*YOUR ASSIGNMENT:*
Look over the listing below and tally the lines in which the word "InTuples" turns up. Answer with the tally only.

*RECORDS FOR THE EXERCISE:*

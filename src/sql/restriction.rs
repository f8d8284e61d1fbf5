use serde_json::Value;

use crate::sql::SqlCond;

/// Static restriction attached to one side of a join, or to a child fetch.
/// The target is either a column (qualified with the owning side's alias when
/// rendered) or a select alias that is already in scope.
#[derive(Debug, Clone, PartialEq)]
pub enum ColumnTarget {
    Column(String),
    Alias(String),
}

impl ColumnTarget {
    pub fn qualified(&self, qualifier: &str) -> String {
        match self {
            ColumnTarget::Column(column) => format!("{qualifier}.{column}"),
            ColumnTarget::Alias(alias) => alias.clone(),
        }
    }
}

#[derive(Debug, Clone, PartialEq)]
pub enum RestrictionKind {
    /// `target <op> value`; the operator defaults to `=`.
    Compare { op: String, value: Value },
    /// `target in (values...)`
    In(Vec<Value>),
}

#[derive(Debug, Clone, PartialEq)]
pub struct ColumnRestriction {
    pub target: ColumnTarget,
    pub kind: RestrictionKind,
}

impl ColumnRestriction {
    pub fn eq(column: &str, value: Value) -> Self {
        Self::compare(column, "=", value)
    }

    pub fn compare(column: &str, op: &str, value: Value) -> Self {
        Self {
            target: ColumnTarget::Column(column.to_string()),
            kind: RestrictionKind::Compare { op: op.to_string(), value },
        }
    }

    pub fn in_values(column: &str, values: Vec<Value>) -> Self {
        Self {
            target: ColumnTarget::Column(column.to_string()),
            kind: RestrictionKind::In(values),
        }
    }

    pub fn alias_eq(alias: &str, value: Value) -> Self {
        Self {
            target: ColumnTarget::Alias(alias.to_string()),
            kind: RestrictionKind::Compare { op: "=".to_string(), value },
        }
    }

    pub fn to_cond(&self, qualifier: &str) -> SqlCond {
        let column = self.target.qualified(qualifier);
        match &self.kind {
            RestrictionKind::Compare { op, value } if op == "=" => {
                SqlCond::Eq { column, value: value.clone() }
            }
            RestrictionKind::Compare { op, value } => SqlCond::Cmp {
                column,
                op: op.clone(),
                value: value.clone(),
            },
            RestrictionKind::In(values) => SqlCond::In { column, values: values.clone() },
        }
    }
}

#[cfg(test)]
mod tests {
    use super::*;
    use serde_json::json;

    #[test]
    fn equivalent_restrictions_compare_equal() {
        assert_eq!(
            ColumnRestriction::eq("kind", json!("cat")),
            ColumnRestriction::compare("kind", "=", json!("cat"))
        );
        assert_ne!(
            ColumnRestriction::eq("kind", json!("cat")),
            ColumnRestriction::eq("kind", json!("dog"))
        );
        assert_ne!(
            ColumnRestriction::eq("kind", json!("cat")),
            ColumnRestriction::in_values("kind", vec![json!("cat")])
        );
    }

    #[test]
    fn qualifies_columns_but_not_aliases() {
        let column = ColumnRestriction::eq("kind", json!("cat"));
        assert_eq!(column.target.qualified("pet"), "pet.kind");
        let alias = ColumnRestriction::alias_eq("pet_kind", json!("cat"));
        assert_eq!(alias.target.qualified("pet"), "pet_kind");
    }
}
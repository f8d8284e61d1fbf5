use futures::future::{try_join_all, BoxFuture};
use futures::FutureExt;
use indexmap::IndexMap;
use serde_json::Value;
use std::collections::{HashMap, HashSet};
use tracing::debug;

use crate::resolver::{
    key_string, row_keys, FetchEntry, ResolverError, ResolverId, ResolverTree, Row,
};
use crate::sql::{SelectExpr, SelectItem, SqlCond};

impl ResolverTree {
    /// Fans out over every child resolver registered on `query`, awaiting all
    /// of them; the first error aborts the whole pending fetch subtree.
    pub(crate) async fn fetch_children(
        &self,
        query: ResolverId,
        parent_rows: &[Row],
    ) -> Result<Vec<(ResolverId, FetchEntry)>, ResolverError> {
        let children = self.query_state(query)?.children.clone();
        let fetches = children.into_iter().map(|child| self.fetch_child(child, parent_rows));
        let nested = try_join_all(fetches).await?;
        Ok(nested.into_iter().flatten().collect())
    }

    /// Batched child fetch: one query covering every distinct parent join-key
    /// tuple, grouped back by child-side key with per-group page boundaries.
    fn fetch_child<'a>(
        &'a self,
        child: ResolverId,
        parent_rows: &'a [Row],
    ) -> BoxFuture<'a, Result<Vec<(ResolverId, FetchEntry)>, ResolverError>> {
        async move {
            let state = self.query_state(child)?;
            let link = state
                .child_link
                .clone()
                .ok_or(ResolverError::WrongResolverKind { expected: "child query" })?;

            let parent_keys = distinct_row_keys(parent_rows, &link.from_selects);
            let all_rows = if parent_keys.is_empty() {
                Vec::new()
            } else {
                let to_table = link.join.to_table.name();
                let qualified: Vec<String> = link
                    .join
                    .to_columns
                    .iter()
                    .map(|column| format!("{to_table}.{column}"))
                    .collect();
                let mut query = state.new_base_query();
                query.conds.push(SqlCond::InTuples {
                    columns: qualified.clone(),
                    tuples: parent_keys.clone(),
                });
                for restriction in &link.join.to_restrictions {
                    query.conds.push(restriction.to_cond(to_table));
                }
                let mut query = state.build_data_query(query)?;
                state.apply_partition_limit(&mut query)?;
                self.executor.execute(&query).await?
            };
            debug!(resolver = child.0, rows = all_rows.len(), "fetched child rows");

            let mut grouped: IndexMap<String, (Vec<Value>, Vec<Row>)> = IndexMap::new();
            for row in &all_rows {
                let keys = row_keys(row, &link.to_selects);
                let entry = grouped.entry(key_string(&keys)).or_insert_with(|| (keys, Vec::new()));
                entry.1.push(row.clone());
            }

            let mut by_key = HashMap::new();
            let mut count_keys = Vec::new();
            for (key, (keys, rows)) in grouped {
                let filtered = state.filter_fetch(rows);
                let mut result = state.build_fetch_result(filtered)?;
                if state.need_total_count {
                    if result.has_next_page {
                        count_keys.push(keys);
                    } else {
                        result.total_count = Some(result.rows.len() as u64);
                    }
                }
                by_key.insert(key, result);
            }

            if !count_keys.is_empty() {
                let counts = self.fetch_group_counts(child, count_keys).await?;
                for row in counts {
                    let keys = row_keys(&row, &link.to_selects);
                    if let Some(result) = by_key.get_mut(&key_string(&keys)) {
                        result.total_count = Some(count_value(row.get("total_count")));
                    }
                }
            }

            let mut empty = state.build_fetch_result(Vec::new())?;
            empty.total_count = Some(0);
            let mut entries = vec![(
                child,
                FetchEntry::Keyed { key_columns: link.from_selects.clone(), by_key, empty },
            )];
            // grandchildren batch over the full fetched set, pre-truncation
            entries.extend(self.fetch_children(child, &all_rows).await?);
            Ok(entries)
        }
        .boxed()
    }

    /// One grouped count query for the parent groups that still have a next
    /// page; all other groups already know their count.
    async fn fetch_group_counts(
        &self,
        child: ResolverId,
        keys: Vec<Vec<Value>>,
    ) -> Result<Vec<Row>, ResolverError> {
        let state = self.query_state(child)?;
        let link = state
            .child_link
            .as_ref()
            .ok_or(ResolverError::WrongResolverKind { expected: "child query" })?;
        let to_table = link.join.to_table.name();
        let mut query = state.new_base_query();
        let mut qualified = Vec::with_capacity(link.join.to_columns.len());
        for (column, alias) in link.join.to_columns.iter().zip(&link.to_selects) {
            qualified.push(format!("{to_table}.{column}"));
            query.selects.push(SelectItem {
                expr: SelectExpr::Column { table: to_table.to_string(), column: column.clone() },
                alias: Some(alias.clone()),
            });
        }
        query.conds.push(SqlCond::InTuples { columns: qualified.clone(), tuples: keys });
        query.group_by = qualified;
        query.count_alias = Some("total_count".to_string());
        self.executor.execute(&query).await
    }
}

/// Distinct join-key tuples, skipping parents with any null key component.
fn distinct_row_keys(rows: &[Row], columns: &[String]) -> Vec<Vec<Value>> {
    let mut seen = HashSet::new();
    let mut keys = Vec::new();
    for row in rows {
        if columns.iter().any(|column| row.get(column).map_or(true, Value::is_null)) {
            continue;
        }
        let tuple = row_keys(row, columns);
        if seen.insert(key_string(&tuple)) {
            keys.push(tuple);
        }
    }
    keys
}

pub(crate) fn count_value(value: Option<&Value>) -> u64 {
    match value {
        Some(Value::Number(n)) => {
            n.as_u64().or_else(|| n.as_f64().map(|f| f as u64)).unwrap_or(0)
        }
        Some(Value::String(s)) => s.parse().unwrap_or(0),
        _ => 0,
    }
}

*EXPECTED ANSWER:*
2